Despite the checkered history of futurism, Novella thinks it’s an important pursuit that deserves more attention. “If you’re living your life in this brief little window of time, without any sense of where you are in history, you could lose sight of what’s important, you could lose the ability to adapt nimbly to changes in technology, to changes in culture, to make decisions about the future,” he says. “So I do think there’s a lot of benefit to futurism as an academic discipline, we just have to be realistic about it.”
Listen to the complete interview with Steven Novella in Episode 526 of Geek’s Guide to the Galaxy (above). And check out some highlights from the discussion below.
Steven Novella on The Skeptic’s Guide to the Future:
We’ve been doing the research for this book our whole lives. We’re not starting from scratch, which is part of the reason why it was fun and easy to write, from that point of view. We know about things like room temperature superconductors. We didn’t need to do research to know that it needed to be a chapter in the book, what the potential of it is. But we did need to update ourselves and do a much deeper dive.
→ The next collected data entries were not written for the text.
impl RetargetProcessor {
    pub fn new() -> RetargetProcessor {
        return RetargetProcessor {
            log: RetargetLog::new("retargeter"),
            source_skeleton: None,
            target_skeleton: None,
            asset: None,
            state: None,
            frame: FrameContext::new(),
            fallback_pose: Vec::new(),
            debug: None,
        };
    }

    #[inline]
    pub fn is_ready(&self) -> bool {
        return self.state.is_some();
    }

    #[inline]
    pub fn log(&self) -> &RetargetLog {
        return &self.log;
    }

    #[inline]
    pub fn log_mut(&mut self) -> &mut RetargetLog {
        return &mut self.log;
    }

    #[inline]
    pub fn asset(&self) -> Option<&Arc<RetargetAsset>> {
        return self.asset.as_ref();
    }

    #[inline]
    pub fn ops(&self) -> Option<&OpStack> {
        return self.state.as_ref().map(|s| &s.ops);
    }

    pub fn op(&self, name: &str) -> Option<&dyn RetargetOp> {
        return self.state.as_ref()?.ops.op(name);
    }

    /// Enables or disables a live op. Returns false when there is no such op.
    pub fn set_op_enabled(&mut self, name: &str, enabled: bool) -> bool {
        let op = match self.state.as_mut().and_then(|s| s.ops.op_mut(name)) {
            Some(op) => op,
            None => return false,
        };
        op.set_enabled(enabled);
        return true;
    }

    #[inline]
    pub fn source_hierarchy(&self) -> Option<&BoneHierarchy> {
        return self.state.as_ref().map(|s| &s.source);
    }

    #[inline]
    pub fn target_hierarchy(&self) -> Option<&TargetBoneHierarchy> {
        return self.state.as_ref().map(|s| &s.target);
    }

    #[inline]
    pub fn chains(&self) -> Option<&RetargetChainSet> {
        return self.state.as_ref().map(|s| &s.chains);
    }

    /// Goals as left by the last frame.
    #[inline]
    pub fn goals(&self) -> &IKGoalContainer {
        return &self.frame.goals;
    }

    pub fn set_debug_sink(&mut self, debug: Option<Arc<dyn DebugSink>>) {
        self.debug = debug;
    }

    fn is_up_to_date(
        &self,
        source_skeleton: &Option<Arc<Skeleton>>,
        target_skeleton: &Option<Arc<Skeleton>>,
        asset: &Option<Arc<RetargetAsset>>,
    ) -> bool {
        fn same<T>(a: &Option<Arc<T>>, b: &Option<Arc<T>>) -> bool {
            return match (a, b) {
                (Some(a), Some(b)) => Arc::ptr_eq(a, b),
                _ => false,
            };
        }
        return self.is_ready()
            && same(&self.source_skeleton, source_skeleton)
            && same(&self.target_skeleton, target_skeleton)
            && same(&self.asset, asset);
    }

    ///
    /// Builds everything the processor runs from. A no-op returning true when the skeletons
    /// and asset are the same `Arc`s as in the last successful call.
    ///
    /// Returns false, leaving the processor not ready, when a skeleton or the asset is
    /// missing. Ops failing to initialize are disabled and logged, they do not fail the
    /// processor.
    ///
    pub fn initialize(
        &mut self,
        source_skeleton: Option<Arc<Skeleton>>,
        target_skeleton: Option<Arc<Skeleton>>,
        asset: Option<Arc<RetargetAsset>>,
        profile: &RetargetProfile,
    ) -> bool {
        if self.is_up_to_date(&source_skeleton, &target_skeleton, &asset) {
            return true;
        }
        self.source_skeleton = source_skeleton;
        self.target_skeleton = target_skeleton;
        self.asset = asset;
        return self.reinitialize(profile);
    }

    fn reinitialize(&mut self, profile: &RetargetProfile) -> bool {
        self.state = None;
        self.fallback_pose = match &self.target_skeleton {
            Some(skeleton) => skeleton.ref_pose_global(),
            None => Vec::new(),
        };

        return match self.build(profile) {
            Ok(state) => {
                self.state = Some(state);
                true
            }
            Err(err) => {
                self.log.error(format!("initialization failed: {}", err));
                false
            }
        };
    }

    fn build(&mut self, profile: &RetargetProfile) -> Result<ProcessorState, RetargetError> {
        let source_skeleton = self.source_skeleton.clone().ok_or(RetargetError::MissingSourceSkeleton)?;
        let target_skeleton = self.target_skeleton.clone().ok_or(RetargetError::MissingTargetSkeleton)?;
        let asset = self.asset.clone().ok_or(RetargetError::MissingAsset)?;
        self.log.set_name(asset.name());

        let log = &mut self.log;
        let source_pose_name = profile.pose_name(&asset, RetargetSide::Source).to_string();
        let target_pose_name = profile.pose_name(&asset, RetargetSide::Target).to_string();
        let source = BoneHierarchy::new(
            source_skeleton,
            asset.poses(RetargetSide::Source),
            &source_pose_name,
            Some(asset.source_rig.pelvis.as_str()),
            asset.source_scale,
            log,
        );
        let target = BoneHierarchy::new(
            target_skeleton,
            asset.poses(RetargetSide::Target),
            &target_pose_name,
            Some(asset.target_rig.pelvis.as_str()),
            1.0,
            log,
        );

        let mut ops = asset.ops.clone();
        let mut rejected_overrides = Vec::new();
        for (name, settings) in &profile.op_settings {
            match ops.op_mut(name) {
                Some(op) => {
                    if let Err(err) = op.set_settings(settings) {
                        log.warning(format!("profile override ignored: {}", err));
                        rejected_overrides.push((name.clone(), settings.clone()));
                    }
                }
                None => log.warning(format!("profile overrides unknown op '{}'", name)),
            }
        }

        let mut chains = RetargetChainSet::new();
        chains.add_rig(RetargetSide::Source, &asset.source_rig, &source, log);
        chains.add_rig(RetargetSide::Target, &asset.target_rig, &target, log);
        for op in ops.iter() {
            if let Some(rig) = op.ik_rig() {
                chains.add_rig(RetargetSide::Target, rig, &target, log);
            }
        }

        let mut target = TargetBoneHierarchy::new(target);
        let num_ops = ops.initialize(&mut OpStackInitContext {
            source: &source,
            target: &mut target,
            chains: &chains,
            source_rig: &asset.source_rig,
            target_rig: &asset.target_rig,
            goals: &mut self.frame.goals,
            log: &mut *log,
        });

        let mut copier = BasePoseCopier::new();
        let copier = match copier.initialize(&asset.copy_base_pose, &source, &target, log) {
            true => Some(copier),
            false => None,
        };

        log.info(format!(
            "initialized '{}' -> '{}': {} bones, {} ops running",
            source_pose_name,
            target_pose_name,
            target.num_bones(),
            num_ops
        ));
        return Ok(ProcessorState {
            source,
            target,
            chains,
            ops,
            copier,
            source_pose_name,
            target_pose_name,
            rejected_overrides,
            mismatched_pose_len: None,
        });
    }

    /// Applies the profile to the live ops. Returns true when a change requires re-initializing.
    fn apply_profile(&mut self, profile: &RetargetProfile) -> bool {
        let (state, asset) = match (&mut self.state, &self.asset) {
            (Some(state), Some(asset)) => (state, asset),
            _ => return false,
        };
        let mut reinit = profile.pose_name(asset, RetargetSide::Source) != state.source_pose_name
            || profile.pose_name(asset, RetargetSide::Target) != state.target_pose_name;

        for (name, settings) in &profile.op_settings {
            let op = match state.ops.op_mut(name) {
                Some(op) => op,
                None => continue,
            };
            if op.settings() == *settings {
                continue;
            }
            let rejected = state
                .rejected_overrides
                .iter()
                .any(|(rejected_name, rejected)| rejected_name == name && rejected == settings);
            if rejected {
                continue;
            }
            match op.set_settings(settings) {
                Ok(requires_reinit) => reinit |= requires_reinit,
                Err(err) => {
                    self.log.warning(format!("profile override ignored: {}", err));
                    state.rejected_overrides.push((name.clone(), settings.clone()));
                }
            }
        }
        return reinit;
    }

    /// Scales source pose translations by the asset's source scale.
    /// Call before `run_retargeter()` when the source scale is not 1.
    pub fn scale_source_pose(&self, pose: &mut [Transform]) {
        let scale = match &self.asset {
            Some(asset) => asset.source_scale(),
            None => return,
        };
        if scale == 1.0 {
            return;
        }
        for transform in pose.iter_mut() {
            transform.translation *= scale;
        }
    }

    ///
    /// Retargets `source_pose` (global space, source skeleton order) and returns the target
    /// pose (global space). The returned buffer is reused by the next call.
    ///
    /// Falls back to the target reference pose while not ready, and to the target retarget
    /// pose when `source_pose` does not match the source skeleton.
    ///
    pub fn run_retargeter(&mut self, source_pose: &[Transform], profile: &RetargetProfile, delta_time: f32) -> &[Transform] {
        if self.apply_profile(profile) {
            self.log.info("profile change requires re-initializing");
            self.reinitialize(profile);
        }

        let state = match &mut self.state {
            Some(state) => state,
            None => return &self.fallback_pose,
        };
        state.target.generate_base_pose();
        if source_pose.len() != state.source.num_bones() {
            if state.mismatched_pose_len != Some(source_pose.len()) {
                self.log.warning(format!(
                    "source pose has {} bones, source skeleton has {}",
                    source_pose.len(),
                    state.source.num_bones()
                ));
                state.mismatched_pose_len = Some(source_pose.len());
            }
            return state.target.output_pose();
        }
        state.mismatched_pose_len = None;

        let (target, output) = state.target.split_output_mut();
        if let Some(copier) = &mut state.copier {
            copier.copy(&state.source, source_pose, target, output);
        }
        self.frame.reset(profile.force_all_ik_off);

        let debug = self.debug.as_deref();
        state.ops.run(
            &mut OpRunContext {
                delta_time,
                source: &state.source,
                target,
                chains: &state.chains,
                source_pose,
                target_pose: output,
                frame: &mut self.frame,
            },
            debug,
        );
        if let Some(debug) = debug {
            debug.on_frame_finished(state.target.output_pose());
        }
        return state.target.output_pose();
    }
}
We’ve been doing a podcast for 18 years, so we had a huge background of science news items and interviews with people about these topics, but even still, when you sit down and go, “All right, I need to write a definitive chapter about reaction rockets, and what role they’re going to play in the future,” you still discover surprising things.
Steven Novella on space travel:
If you have a space infrastructure where you’re routinely traveling to different destinations in space, you’re going to be in an optimal vessel for each stage of your journey. You’re going to take something into low Earth orbit, get to a space station, and then from there you’re going to get your cislunar shuttle to the moon, or you’re going to get a shuttle that will rendezvous with a deep space shuttle that’s going to Mars. And then you’re going to get on a lander optimized for Mars or optimized for the Moon, or whatever your destination is. Because those are very different things, and making one ship that can do everything is just not pragmatic, and the waste is going to be immense. And so I think we’re going to have multiple legs to get anywhere, which is not something you really see in a lot of science fiction.
Steven Novella on futurism:
When you look at past futurists, the big mistakes they make are not predicting the game-changers. Anyone can predict incremental advances, but the things that really trip futurists up are when they think something is going to be a breakthrough and it isn’t, or they just entirely miss the real breakthroughs. The big one is the analog-to-digital transition. Nobody picked up on that. Asimov completely missed it. Nobody saw how digital technology was going to transform our society and our world. Of course now, once it has, it seems obvious. But that was a game-changer that nobody saw coming. So now we’re trying to predict, “What are the future game-changers like that going to be?”
Steven Novella on science fiction:
Science fiction is just one massive thought experiment. It’s actually a thousand thought experiments, but collectively it’s this meta thought experiment about, “What’s the future going to be like? What is technology going to be like? What are people going to be like in the future?” That’s part of my fascination with it, is just imagining something completely different, and looking at things in different ways, changing variables you didn’t know were variables—you didn’t even know that was something that could be different. We’re all sort of parochial in our view of life and the universe, and science fiction forces you to pick your head up and step back. It forces you to take a bigger view, to look at civilization and humanity and massive arcs of time, and things that are just way beyond the experience of our day-to-day life.